Так Катя прожила до четырнадцати лет. Внешне она оставалась хрупкой девочкой, но внутри неё выковался стальной стержень. Старая, неподъёмная раньше, шина уже давно выброшена. А навыки хирурга были отточены до совершенства. Она работала с невероятной точностью, её пальцы двигались быстрее и увереннее, чем у многих взрослых врачей. Она могла зашить любую рану, остановить любое кровотечение, достать осколок, не оставив лишнего следа. Коллекция фантиков от «Милки Вэй» росла, аккуратно сложенная уже под матрасом в комнате. Она даже не задавалась вопросом, почему они там лежат – просто ела их, когда находила, как лучшую награду за свой тяжёлый труд.

Катя часто зашивала раны бандитам. Её голос, когда она обращалась к ним, был тихим и ровным, но при этом чувствовалась властность Доктора. Она говорила с ними нежно, но хладнокровно, как и сам Доктор: «Держитесь крепче, сейчас будет немного неприятно», «Не двигайтесь, иначе будет хуже». Она выработала стопроцентную сопротивляемость к виду и запаху крови людей; их раны были лишь механизмами, которые ей нужно было починить. Но воспоминание о той огромной, свежей свиной туше, с её запахом внутренностей и липкой кровью, всё ещё вызывало у неё глухое, тошнотворное чувство. Это было её единственное, не до конца покорённое отвращение, которое ей снилось в страшных снах.

3. Раздвоение личности.

Однажды ночью в операционную приволокли огромного, обмякшего бандита по прозвищу «Дьявол» – здоровяка, который славился своей неукротимой яростью и тем, что никого не слушал.

Он был ранен тяжело: глубокая, рваная рана на животе, кровь хлестала из неё фонтаном. «Дьявол» метался на столе, рычал, пытался оттолкнуть любого, кто к нему приближался. Его глаза горели безумием, а изо рта вылетали отборные ругательства. Никто не мог его усмирить.

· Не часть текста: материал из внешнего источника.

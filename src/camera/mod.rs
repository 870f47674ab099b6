pub mod decode;
pub mod discovery;
pub mod ffmpeg;
pub mod gstreamer;
pub mod session;
pub mod source;
pub mod v4l2;

pub use decode::{is_gray_frame, PixelFormat, RawFrame};
pub use discovery::{
    test_device_open, CameraDevice, CameraEnvironment, DeviceLocator, DeviceProbe, DiscoverySource,
    HostProbe, SystemProbe,
};
pub use session::{CaptureSession, FrameSample, SessionState};
pub use source::{CaptureTuning, FrameSource};
pub use v4l2::V4lSource;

В этот момент в помещение вошла Катя. Юная девочка, но в её движениях уже не было детской неуклюжести.

Лёха тащил «Дьявола» вместе с Доктором. Он видел травму, требующую немедленного вмешательства.

Катя подошла к столу, её лицо было абсолютно спокойным, её зелёные глаза, острые как у кошки, бесстрастно скользнули по ране.

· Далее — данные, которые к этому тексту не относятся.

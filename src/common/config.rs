use serde::{Deserialize, Serialize};
use std::path::{Path, PathBuf};
use std::time::Duration;
use crate::common::error::{FaceAuthError, Result};

#[derive(Debug, Serialize, Deserialize, Clone)]
pub struct Config {
    #[serde(default)]
    pub core: CoreConfig,
    pub video: VideoConfig,
    #[serde(default)]
    pub models: ModelConfig,
    #[serde(default)]
    pub detector: DetectorConfig,
    #[serde(default)]
    pub enrollment: EnrollmentConfig,
}

#[derive(Debug, Serialize, Deserialize, Clone, Default)]
pub struct CoreConfig {
    /// Use the heavier CNN detector (more accurate, slower).
    #[serde(default)]
    pub use_cnn: bool,
}

#[derive(Debug, Serialize, Deserialize, Clone)]
pub struct VideoConfig {
    pub device_path: PathBuf,
    #[serde(default)]
    pub device_backend: DeviceBackend,
    #[serde(default)]
    pub recording_plugin: RecordingPlugin,
    /// 0 leaves the driver default in place.
    #[serde(default)]
    pub device_fps: u32,
    /// -1 leaves the driver default in place.
    #[serde(default = "default_unset_dimension")]
    pub frame_width: i32,
    #[serde(default = "default_unset_dimension")]
    pub frame_height: i32,
    #[serde(default)]
    pub force_mjpeg: bool,
    #[serde(default = "default_dark_threshold")]
    pub dark_threshold: f64,
    #[serde(default = "default_true")]
    pub warn_no_device: bool,
}

fn default_unset_dimension() -> i32 { -1 }
fn default_dark_threshold() -> f64 { 60.0 }
fn default_true() -> bool { true }

/// Transport used to talk to the camera when the native recorder is active.
#[derive(Debug, Serialize, Deserialize, Clone, Copy, PartialEq, Eq, Default)]
#[serde(rename_all = "lowercase")]
pub enum DeviceBackend {
    #[default]
    V4l2,
    Gstreamer,
    Any,
}

impl DeviceBackend {
    pub fn as_str(&self) -> &'static str {
        match self {
            DeviceBackend::V4l2 => "v4l2",
            DeviceBackend::Gstreamer => "gstreamer",
            DeviceBackend::Any => "any",
        }
    }
}

/// Frame provider selected with `video.recording_plugin`.
#[derive(Debug, Serialize, Deserialize, Clone, Copy, PartialEq, Eq, Default)]
#[serde(rename_all = "lowercase")]
pub enum RecordingPlugin {
    #[default]
    #[serde(alias = "opencv")]
    Native,
    Ffmpeg,
    #[serde(alias = "pyv4l2")]
    Direct,
}

#[derive(Debug, Serialize, Deserialize, Clone)]
pub struct ModelConfig {
    /// Overrides the run-mode models directory when set.
    #[serde(default)]
    pub directory: Option<PathBuf>,
    #[serde(default = "default_detector_model")]
    pub detector: PathBuf,
    #[serde(default = "default_cnn_detector_model")]
    pub detector_cnn: PathBuf,
    #[serde(default = "default_landmark_model")]
    pub landmarks: PathBuf,
    #[serde(default = "default_encoder_model")]
    pub encoder: PathBuf,
}

fn default_detector_model() -> PathBuf { PathBuf::from("face_detector.onnx") }
fn default_cnn_detector_model() -> PathBuf { PathBuf::from("face_detector_cnn.onnx") }
fn default_landmark_model() -> PathBuf { PathBuf::from("face_landmarks_5.onnx") }
fn default_encoder_model() -> PathBuf { PathBuf::from("face_encoder.onnx") }

impl Default for ModelConfig {
    fn default() -> Self {
        Self {
            directory: None,
            detector: default_detector_model(),
            detector_cnn: default_cnn_detector_model(),
            landmarks: default_landmark_model(),
            encoder: default_encoder_model(),
        }
    }
}

#[derive(Debug, Serialize, Deserialize, Clone)]
pub struct DetectorConfig {
    #[serde(default = "default_detector_input")]
    pub input_width: u32,
    #[serde(default = "default_detector_input")]
    pub input_height: u32,
    #[serde(default = "default_detection_confidence")]
    pub detection_confidence: f32,
    #[serde(default = "default_nms_iou")]
    pub nms_iou: f32,
    #[serde(default = "default_landmark_input")]
    pub landmark_input_size: u32,
    #[serde(default = "default_encoder_input")]
    pub encoder_input_size: u32,
}

fn default_detector_input() -> u32 { 640 }
fn default_detection_confidence() -> f32 { 0.5 }
fn default_nms_iou() -> f32 { 0.45 }
fn default_landmark_input() -> u32 { 112 }
fn default_encoder_input() -> u32 { 150 }

impl Default for DetectorConfig {
    fn default() -> Self {
        Self {
            input_width: default_detector_input(),
            input_height: default_detector_input(),
            detection_confidence: default_detection_confidence(),
            nms_iou: default_nms_iou(),
            landmark_input_size: default_landmark_input(),
            encoder_input_size: default_encoder_input(),
        }
    }
}

#[derive(Debug, Serialize, Deserialize, Clone)]
pub struct EnrollmentConfig {
    #[serde(default = "default_max_frames")]
    pub max_frames: u32,
    #[serde(default = "default_settle_delay")]
    pub settle_delay_ms: u64,
    #[serde(default = "default_upsample")]
    pub upsample: u32,
    #[serde(default = "default_jitters")]
    pub jitters: u32,
}

fn default_max_frames() -> u32 { 60 }
fn default_settle_delay() -> u64 { 2000 }
fn default_upsample() -> u32 { 1 }
fn default_jitters() -> u32 { 1 }

impl Default for EnrollmentConfig {
    fn default() -> Self {
        Self {
            max_frames: default_max_frames(),
            settle_delay_ms: default_settle_delay(),
            upsample: default_upsample(),
            jitters: default_jitters(),
        }
    }
}

/// Capture settings frozen when a session is constructed.
#[derive(Debug, Clone, PartialEq)]
pub struct CaptureConfig {
    pub device_path: PathBuf,
    pub backend: DeviceBackend,
    pub plugin: RecordingPlugin,
    pub fps: Option<u32>,
    pub frame_width: Option<u32>,
    pub frame_height: Option<u32>,
    pub force_mjpeg: bool,
    pub dark_threshold: f64,
    pub warn_no_device: bool,
}

impl CaptureConfig {
    pub fn for_device(device_path: impl Into<PathBuf>) -> Self {
        Self {
            device_path: device_path.into(),
            backend: DeviceBackend::default(),
            plugin: RecordingPlugin::default(),
            fps: None,
            frame_width: None,
            frame_height: None,
            force_mjpeg: false,
            dark_threshold: default_dark_threshold(),
            warn_no_device: true,
        }
    }
}

impl From<&VideoConfig> for CaptureConfig {
    fn from(video: &VideoConfig) -> Self {
        let dimension = |value: i32| u32::try_from(value).ok().filter(|v| *v > 0);
        Self {
            device_path: video.device_path.clone(),
            backend: video.device_backend,
            plugin: video.recording_plugin,
            fps: Some(video.device_fps).filter(|fps| *fps != 0),
            frame_width: dimension(video.frame_width),
            frame_height: dimension(video.frame_height),
            force_mjpeg: video.force_mjpeg,
            dark_threshold: video.dark_threshold,
            warn_no_device: video.warn_no_device,
        }
    }
}

impl EnrollmentConfig {
    pub fn settle_delay(&self) -> Duration {
        Duration::from_millis(self.settle_delay_ms)
    }
}

impl Config {
    pub fn load_from_path(path: &Path) -> Result<Self> {
        if !path.exists() {
            return Err(FaceAuthError::Config(format!(
                "Config file not found: {}. Please create it from the example.",
                path.display()
            )));
        }

        tracing::debug!("Loading config from: {}", path.display());
        let contents = std::fs::read_to_string(path)?;
        Self::from_toml(&contents)
    }

    pub fn from_toml(contents: &str) -> Result<Self> {
        let config: Config = toml::from_str(contents)
            .map_err(|e| FaceAuthError::Config(format!("Config parse error: {}", e)))?;

        config.validate()?;
        Ok(config)
    }

    pub fn capture_config(&self) -> CaptureConfig {
        CaptureConfig::from(&self.video)
    }

    pub fn validate(&self) -> Result<()> {
        if self.video.device_path.as_os_str().is_empty() {
            return Err(FaceAuthError::Config("video.device_path must be set".into()));
        }

        if !(0.0..=100.0).contains(&self.video.dark_threshold) {
            return Err(FaceAuthError::Config(format!(
                "Dark threshold must be between 0 and 100, got {}",
                self.video.dark_threshold
            )));
        }

        let sizes = [
            ("frame_width", self.video.frame_width),
            ("frame_height", self.video.frame_height),
        ];
        for (name, value) in sizes {
            if value != -1 && !(1..=4096).contains(&value) {
                return Err(FaceAuthError::Config(format!(
                    "video.{} must be -1 or between 1 and 4096, got {}", name, value
                )));
            }
        }

        if self.detector.detection_confidence < 0.0 || self.detector.detection_confidence > 1.0 {
            return Err(FaceAuthError::Config(format!(
                "Detection confidence must be between 0.0 and 1.0, got {}",
                self.detector.detection_confidence
            )));
        }

        if self.detector.input_width == 0 || self.detector.input_width > 4096
            || self.detector.input_height == 0 || self.detector.input_height > 4096
        {
            return Err(FaceAuthError::Config(format!(
                "Detector input must be between 1 and 4096, got {}x{}",
                self.detector.input_width, self.detector.input_height
            )));
        }

        if self.detector.landmark_input_size == 0 || self.detector.encoder_input_size == 0 {
            return Err(FaceAuthError::Config(
                "Landmark and encoder input sizes must be non-zero".into(),
            ));
        }

        if self.enrollment.max_frames == 0 {
            return Err(FaceAuthError::Config("enrollment.max_frames must be at least 1".into()));
        }

        Ok(())
    }
}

Доктор стоял в углу, не вмешиваясь; его внимание было приковано к ней. Он не уходил, даже несмотря на то, что был перепачкан в крови. Он смотрел на неё как заворожённый.

– Лёха, держи крепко его ноги, – сказала Катя брату, который стоял рядом. Её голос был ровным, без единой дрожи.

Она встала прямо перед «Дьяволом». Тот, увидев перед собой маленькую девочку, попытался плюнуть в неё, издавая гортанные звуки.

– Убери свои грязные лапы, сука! Я тебе…

Лёха сжал кулаки. Ему хотелось заступиться за неё, крикнуть «Завали!», но Катя даже бровью не повела. Она не отступила. Её взгляд, обычно такой отстранённый, вдруг стал острым, как бритва. Это был взгляд львицы, который не допускал возражений.

Она наклонилась ближе, так что «Дьявол» почувствовал её лёгкое дыхание на своей щеке.

– Заткнись, – голос Кати был едва слышен, но в нём была такая абсолютная, нечеловеческая власть, что даже «Дьявол» замер. – Или я зашью тебе рот. Ты мне мешаешь. А я не люблю, когда мне мешают. Хочешь жить – лежи тихо.

Что-то в её спокойствии, в этой недетской жёсткости, пробило ярость бандита. Он сглотнул, его глаза расширились. Впервые за свою жизнь «Дьявол» встретил взгляд, который был более безжалостным, чем его собственный.

Он дёрнулся, но к общему удивлению покорно затих. Его тело расслабилось, хотя на лице всё ещё читались шок и неверие. Он подчинился. Катя кивнула. Её пальцы, тонкие и ловкие, начали работать. Игла мелькала, затягивая рваные края раны, как будто она шила не живое тело, а просто кусок ткани. Она была воплощением хладнокровия и профессионализма.